# trail running



## laurita (Jun 12, 2011)

I've heard not to run my vizsla until he's over a year old. Would jogging on a soft trail be ill advised as well? He's 5 and 1/2 months old-- I don't currently run him, and I'll wait if it's hazardous to his development even though I'm itching for a running buddy!!

Thank you!


----------



## redbirddog (Apr 23, 2010)

http://redbirddog.blogspot.com/2010/08/when-can-you-start-running-your-vizsla.html

Enjoy your Vizsla. Field trial dogs that are six months old are expected to run full out through a field for 20 minutes.

Off-leash is the best in the hills. Concrete and pavement are the worse. Don't overheat the pup. Otherwise you should be fine.

Rod


----------



## laurita (Jun 12, 2011)

Thank you for responding, Rod! That's very exciting! 

PS- Your blog is my guilty pleasure during my work breaks. Love the photos of all the beautiful hikes & adventures.


----------



## gunnr (Aug 14, 2009)

Take you're pup running. Watch him close, make sure he has plenty of opportunity to get water, and if he needs to rest let him.
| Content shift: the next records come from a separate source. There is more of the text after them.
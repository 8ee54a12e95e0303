//! Events delivered by the transport

use super::state::{AmountCode, ApplicantType, CollateralType, FinancingType, Language};

/// One inbound transport event for a user.
#[derive(Debug, Clone, PartialEq)]
pub enum Event {
    /// The start command (`/start`).
    Start {
        /// The sender's transport handle, if the transport exposes one.
        handle: Option<String>,
    },
    /// Free text.
    Text { text: String },
    /// A menu-choice selection, already decoded from its wire code.
    Choice { choice: Choice },
    /// A structured contact submission.
    Contact { phone: String },
}

/// Decoded menu choices.
///
/// Wire codes are opaque to the transport; `parse`/`code` define the
/// closed mapping so unknown codes are dropped at the boundary.
#[derive(Debug, Clone, Copy, PartialEq, Eq)]
pub enum Choice {
    Back,
    Language(Language),
    Financing(FinancingType),
    Amount(AmountCode),
    EnterAmountManually,
    Applicant(ApplicantType),
    Collateral(CollateralType),
    ReviewApplications,
    ReviewPanel,
}

impl Choice {
    pub fn code(self) -> &'static str {
        match self {
            Choice::Back => "back",
            Choice::Language(Language::Uz) => "lang_uz",
            Choice::Language(Language::Ru) => "lang_ru",
            Choice::Financing(FinancingType::Islamic) => "fin_islamic",
            Choice::Financing(FinancingType::Cash) => "fin_cash",
            Choice::Financing(FinancingType::LargeCredit) => "fin_large",
            Choice::Amount(AmountCode::CashUpTo300M) => "amt_cash_300m",
            Choice::Amount(AmountCode::CashForeign) => "amt_cash_fx",
            Choice::Amount(AmountCode::WorkingCapitalUpTo10B) => "amt_working_10b",
            Choice::Amount(AmountCode::Above10B) => "amt_above_10b",
            Choice::Amount(AmountCode::IslamicFrom300K) => "amt_islamic_300k",
            Choice::EnterAmountManually => "amt_manual",
            Choice::Applicant(ApplicantType::Individual) => "app_individual",
            Choice::Applicant(ApplicantType::SoleProprietor) => "app_sole",
            Choice::Applicant(ApplicantType::Firm) => "app_firm",
            Choice::Collateral(CollateralType::RealEstate) => "col_estate",
            Choice::Collateral(CollateralType::Vehicle) => "col_vehicle",
            Choice::ReviewApplications => "review_apps",
            Choice::ReviewPanel => "review_panel",
        }
    }

    pub fn parse(code: &str) -> Option<Self> {
        Some(match code {
            "back" => Choice::Back,
            "lang_uz" => Choice::Language(Language::Uz),
            "lang_ru" => Choice::Language(Language::Ru),
            "fin_islamic" => Choice::Financing(FinancingType::Islamic),
            "fin_cash" => Choice::Financing(FinancingType::Cash),
            "fin_large" => Choice::Financing(FinancingType::LargeCredit),
            "amt_cash_300m" => Choice::Amount(AmountCode::CashUpTo300M),
            "amt_cash_fx" => Choice::Amount(AmountCode::CashForeign),
            "amt_working_10b" => Choice::Amount(AmountCode::WorkingCapitalUpTo10B),
            "amt_above_10b" => Choice::Amount(AmountCode::Above10B),
            "amt_islamic_300k" => Choice::Amount(AmountCode::IslamicFrom300K),
            "amt_manual" => Choice::EnterAmountManually,
            "app_individual" => Choice::Applicant(ApplicantType::Individual),
            "app_sole" => Choice::Applicant(ApplicantType::SoleProprietor),
            "app_firm" => Choice::Applicant(ApplicantType::Firm),
            "col_estate" => Choice::Collateral(CollateralType::RealEstate),
            "col_vehicle" => Choice::Collateral(CollateralType::Vehicle),
            "review_apps" => Choice::ReviewApplications,
            "review_panel" => Choice::ReviewPanel,
            _ => return None,
        })
    }
}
This is an excellent oppoptunity to get him off the leash also.
At 6 months old he can already easily out run you. Be very considerate about how many days in a row you run with him. Mine were on a 2 day on one day off schedule, and their diet was supplemented with rice, bannanas and lean red meat.
Mine have been triathlon training partners since I've owned them through the years.


----------



## laurita (Jun 12, 2011)

Gunnr said:


> Mine have been triathlon training partners since I've owned them through the years.


Sounds like a wonderful bonding experience. 

You're right-- he can so outrun me. I watch him run with other dogs & when he was just 3 mos, I thought that maybe he wasn't ever going to run like a vizsla does because he was so clumsy and hilarious when he tried. Now I feel like he gets faster and more agile with every play session and there's nothing quite like watching a vizsla run.

Thank you for your response, Gunnr!


----------



## gunnr (Aug 14, 2009)

Wait until he's about 18 months old!
I used to be doing 25-30 MPH on my Mountain Bikes, on dirt roads, and mine would swing out into the woods and start going under and over dead fall trees, drop into gullies and washes, through briars and brambles, and still keep up with me.
They can fly!!

Let your pup dictate the pace and time intervals and you'll be fine. Think of it as Fartlek, or speed work sessions.


----------



## RoxieVizsla (Apr 17, 2011)

Hi Laurita, 

We started trail running with Roxie when she was 6 months old. We made sure to get the ok from her vet. She absolutely loves to go out onto the trails for a couple miles. Like previously mentioned by others, it is really important to let your pup be the one to set the pace and also keep an eye on her paws.

Enjoy!


----------



## Grangeristhename (Jan 20, 2011)

Gunnr said:


> Take you're pup running. Watch him close, make sure he has plenty of opportunity to get water, and if he needs to rest let him. This is an excellent oppoptunity to get him off the leash also.
> At 6 months old he can already easily out run you. Be very considerate about how many days in a row you run with him. Mine were on a 2 day on one day off schedule, and their diet was supplemented with rice, bannanas and lean red meat.
> Mine have been triathlon training partners since I've owned them through the years.


Hello Gunnr,

It's okay to run granger at 7 months, but wait until 18 months to take him biking? If so, I'm off to my nearby school to take him jogging with me around the baseball fields!


----------



## laurita (Jun 12, 2011)

Thank you, Roxievizsla! They do love being on trails don't they?!?


----------



## gunnr (Aug 14, 2009)

Granger

It's really just a matter of paying attention to your dog, and letting them dictate the time intervals.
In the forests that I take my dogs too I know where all of the water is at, but I still carry it with me for them, so all of my biking and running was designed to go by watering spots every 15-20 minutes or so to allow the dogs to get water and rest. It didn't take them long to learn all the "watering holes" either. They'd run ahead, and get water, and rest a few moments. I'd stop and make sure they had ample opportunity, and off we'd go again.
It's really not a lot different than hunting the dogs. You have too watch though. They will over work themselves and do themselves damage to please you
Watch your dog closely, especially on hot and cold days because contrary to popular belief, hydration requirements on cold winter days can be just as important as hot summer days.


----------